O policial MJP, de São Paulo, deu um depoimento sobre a
desmilitarização da PM. MJP defende a desmilitarização e conta como a
corporação discute, interiormente, essa questão, bem como o problema da
truculência na reação aos protestos.
“Não sei por que matei, não sei por quem matei”; “A
polícia militar tem de acabar”. Assim disse o Coronel Nascimento,
personagem interpretado pelo ator Wagner Moura, na Assembleia
Legislativa do Rio, na parte final do filme “Tropa de Elite II”. O
sucesso estrondoso do filme se deu pela violência retratada do dia a dia
da tropa de elite do Rio, o BOPE, violência essa que é aceita pela
sociedade, desde que não bata à sua porta.
Não existem em nenhum estado da federação políticas
públicas para a segurança pública e os efeitos se veem nos indicadores
criminais, que só aumentam. O Estado está sempre um passo atrás da
criminalidade e quando decide agir já é tarde.
A desmilitarização não é um tema muito bem aceito entre
os oficiais. É algo indigesto. Eles a defendem sob o argumento de
manutenção da hierarquia e disciplina. São reacionários. As praças quase
em sua totalidade são a favor da desmilitarização e por um motivo quase
unânime: o assédio moral sofrido dentro dos quarteis pelas minorias
(oficiais). Acredita-se que, com a desmilitarização, muitos oficiais
estariam disputando os cargos de chefia com os delegados de polícia e
essa disputa se daria no campo da competência e do conhecimento, o que
tornaria a vida de muitos comandantes incerta.
Esse era um tema até então esquecido, mas que voltou à
pauta após a reação desproporcional da PM contra manifestantes desde
junho. O caso de Amarildo, torturado e morto covardemente por policiais
militares, colocou mais lenha na fogueira. Certamente essa não é a
polícia que a sociedade quer. O caso Amarildo nos remete aos porões da
ditadura, onde pessoas eram presas, torturadas, mortas e a possibilidade
de isso voltar a acontecer, em pleno estado democrático, faz com que se
questione se há ou não a necessidade da desmilitarização.
Com meus 14 anos de profissão, consigo enxergar bem os
valores totalitários que existem dentro das corporações.

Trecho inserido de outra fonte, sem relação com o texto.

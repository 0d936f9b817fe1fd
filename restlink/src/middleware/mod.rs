//! Request middleware.
//!
//! Middleware wraps the router: each one receives the request and the rest
//! of the chain as [`Next`], and may act before and after calling it.
//! The chain runs in the order middleware was added.

mod request_log;
mod trace_id;

pub use request_log::RequestLogMiddleware;
pub use trace_id::{TRACE_ID_HEADER, TraceIdMiddleware};

use std::future::Future;
use std::pin::Pin;
use std::sync::Arc;

use hyper::body::Incoming;
use hyper::{Request, Response};

use crate::context::RequestContext;
use crate::response::BoxBody;
use crate::router::Router;
use crate::state::AppState;

pub type BoxFuture<'a, T> = Pin<Box<dyn Future<Output = T> + Send + 'a>>;

pub trait Middleware: Send + Sync + 'static {
    fn handle<'a>(
        &'a self,
        req: Request<Incoming>,
        ctx: &'a RequestContext,
        next: Next<'a>,
    ) -> BoxFuture<'a, Response<BoxBody>>;
}

/// Where a chain ends.
#[derive(Clone, Copy)]
struct Terminal<'a> {
    router: &'a Router,
    state: &'a Arc<AppState>,
}

/// The part of the chain after the current middleware.
pub struct Next<'a> {
    remaining: &'a [Arc<dyn Middleware>],
    terminal: Terminal<'a>,
    ctx: &'a RequestContext,
}

impl<'a> Next<'a> {
    /// Passes the request on, to the router once no middleware is left.
    pub async fn run(self, req: Request<Incoming>) -> Response<BoxBody> {
        let Some((first, remaining)) = self.remaining.split_first() else {
            return self.terminal.router.handle(req, self.terminal.state).await;
        };
        let ctx = self.ctx;
        first.handle(req, ctx, Next { remaining, ..self }).await
    }

    /// How many middleware still run before the router.
    pub fn remaining(&self) -> usize {
        self.remaining.len()
    }
}

#[derive(Clone, Default)]
pub struct MiddlewareStack {
    chain: Vec<Arc<dyn Middleware>>,
}

impl MiddlewareStack {
    pub fn new() -> Self {
        Self::default()
    }

    pub fn add<M: Middleware>(&mut self, middleware: M) {
        self.push(Arc::new(middleware));
    }

    pub fn push(&mut self, middleware: Arc<dyn Middleware>) {
        self.chain.push(middleware);
    }

    pub fn len(&self) -> usize {
        self.chain.len()
    }

    pub fn is_empty(&self) -> bool {
        self.chain.is_empty()
    }

    /// Runs `req` through the whole chain and the router.
    pub async fn execute(
        &self,
        req: Request<Incoming>,
        router: &Router,
        state: &Arc<AppState>,
        ctx: &RequestContext,
    ) -> Response<BoxBody> {
        Next {
            remaining: &self.chain,
            terminal: Terminal { router, state },
            ctx,
        }
        .run(req)
        .await
    }
}

#[cfg(test)]
mod tests {
    use super::*;

    #[test]
    fn test_stack_keeps_added_middleware() {
        let mut stack = MiddlewareStack::new();
        assert!(stack.is_empty());

        stack.add(TraceIdMiddleware::new());
        stack.push(Arc::new(RequestLogMiddleware::new()));
        assert_eq!(stack.len(), 2);
        assert_eq!(stack.clone().len(), 2);
    }
}
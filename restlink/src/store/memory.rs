use std::collections::BTreeMap;

use async_trait::async_trait;
use dashmap::DashMap;
use serde_json::Value;

use super::{Record, Store, StoreError, TableInfo};

#[derive(Debug)]
struct MemoryTable {
    info: TableInfo,
    rows: BTreeMap<i64, Record>,
    next_id: i64,
}

impl MemoryTable {
    fn new(info: TableInfo) -> Self {
        Self {
            info,
            rows: BTreeMap::new(),
            next_id: 1,
        }
    }

    fn key_column(&self) -> &str {
        self.info
            .primary_key
            .first()
            .map(String::as_str)
            .unwrap_or("id")
    }

    fn check_columns<'a>(
        &self,
        columns: impl IntoIterator<Item = &'a String>,
    ) -> Result<(), StoreError> {
        for column in columns {
            if !self.info.has_column(column) {
                return Err(StoreError::UnknownColumn {
                    table: self.info.name.clone(),
                    column: column.clone(),
                });
            }
        }
        Ok(())
    }
}

/// In-process [`Store`] with integer auto-increment keys.
///
/// Tables must be created up front. Only the first primary key column is
/// used to address rows.
///
/// ```
/// use restlink::store::{MemoryStore, TableInfo};
///
/// let store = MemoryStore::new()
///     .with_table(TableInfo::new("canal").column("width").column("name"));
/// ```
#[derive(Debug, Default)]
pub struct MemoryStore {
    tables: DashMap<String, MemoryTable>,
}

impl MemoryStore {
    pub fn new() -> Self {
        Self {
            tables: DashMap::new(),
        }
    }

    pub fn with_table(self, info: TableInfo) -> Self {
        self.create_table(info);
        self
    }

    /// Creates a table, replacing any existing table of the same name.
    pub fn create_table(&self, info: TableInfo) {
        self.tables.insert(info.name.clone(), MemoryTable::new(info));
    }

    /// Removes every row and restarts key generation.
    pub fn reset(&self) {
        for mut table in self.tables.iter_mut() {
            table.rows.clear();
            table.next_id = 1;
        }
    }

    fn unknown(table: &str) -> StoreError {
        StoreError::UnknownTable(table.to_string())
    }
}

#[async_trait]
impl Store for MemoryStore {
    async fn describe(&self, table: &str) -> Result<TableInfo, StoreError> {
        self.tables
            .get(table)
            .map(|t| t.info.clone())
            .ok_or_else(|| Self::unknown(table))
    }

    async fn fetch(&self, table: &str, id: &Value) -> Result<Option<Record>, StoreError> {
        let t = self.tables.get(table).ok_or_else(|| Self::unknown(table))?;
        Ok(id.as_i64().and_then(|key| t.rows.get(&key).cloned()))
    }

    async fn insert(&self, table: &str, mut record: Record) -> Result<Record, StoreError> {
        let mut t = self
            .tables
            .get_mut(table)
            .ok_or_else(|| Self::unknown(table))?;
        t.check_columns(record.keys())?;

        let key_column = t.key_column().to_string();
        let key = match record.get(&key_column) {
            None | Some(Value::Null) => t.next_id,
            Some(value) => value.as_i64().ok_or_else(|| {
                StoreError::Backend(format!("primary key '{}' must be an integer", key_column))
            })?,
        };
        if t.rows.contains_key(&key) {
            return Err(StoreError::Backend(format!(
                "duplicate key {} in '{}'",
                key, table
            )));
        }

        record.insert(key_column, Value::from(key));
        for column in t.info.columns.clone() {
            record.entry(column).or_insert(Value::Null);
        }

        t.next_id = t.next_id.max(key + 1);
        t.rows.insert(key, record.clone());
        Ok(record)
    }

    async fn update(
        &self,
        table: &str,
        id: &Value,
        changes: Record,
    ) -> Result<Option<Record>, StoreError> {
        let mut t = self
            .tables
            .get_mut(table)
            .ok_or_else(|| Self::unknown(table))?;
        t.check_columns(changes.keys())?;

        let key_column = t.key_column().to_string();
        if changes.contains_key(&key_column) {
            return Err(StoreError::Backend(format!(
                "primary key '{}' can not be changed",
                key_column
            )));
        }

        let Some(key) = id.as_i64() else {
            return Ok(None);
        };
        let Some(row) = t.rows.get_mut(&key) else {
            return Ok(None);
        };
        for (column, value) in changes {
            row.insert(column, value);
        }
        Ok(Some(row.clone()))
    }

    async fn delete(&self, table: &str, id: &Value) -> Result<bool, StoreError> {
        let mut t = self
            .tables
            .get_mut(table)
            .ok_or_else(|| Self::unknown(table))?;
        let Some(key) = id.as_i64() else {
            return Ok(false);
        };
        Ok(t.rows.remove(&key).is_some())
    }

    async fn select_ids(
        &self,
        table: &str,
        filter: &[(String, Value)],
    ) -> Result<Vec<Value>, StoreError> {
        let t = self.tables.get(table).ok_or_else(|| Self::unknown(table))?;
        t.check_columns(filter.iter().map(|(column, _)| column))?;

        Ok(t.rows
            .iter()
            .filter(|(_, row)| {
                filter
                    .iter()
                    .all(|(column, value)| row.get(column).is_some_and(|v| loosely_eq(v, value)))
            })
            .map(|(key, _)| Value::from(*key))
            .collect())
    }
}

/// Equality as a SQL column comparison sees it: numbers compare by value,
/// and a numeric string equals the number it spells.
fn loosely_eq(stored: &Value, wanted: &Value) -> bool {
    if stored == wanted {
        return true;
    }
    match (number(stored), number(wanted)) {
        (Some(a), Some(b)) => a == b,
        _ => false,
    }
}

fn number(value: &Value) -> Option<f64> {
    match value {
        Value::Number(n) => n.as_f64(),
        Value::String(s) => s.trim().parse().ok(),
        _ => None,
    }
}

A Lei
Complementar paulista 893/01, que institui o Regulamento Disciplinar da
Polícia Militar de São Paulo – RDPM, está eivada de
inconstitucionalidades. Mas o pior não é isso, e sim os valores
fascistas.
Infelizmente, dentro dos quarteis há a cultura do medo,
resquícios da ditadura militar, e há também o desprezo, pois os
militares são vistos como diferentes, como alegorias, passíveis de serem
regidos por normas espúrias. As praças das policias militares,
especialmente em São Paulo, sofrem verdadeira alienação funcional de
ordem disciplinar.
Entra governo, sai governo e se esquecem de investir no que é mais substancial para uma segurança pública: o capital humano.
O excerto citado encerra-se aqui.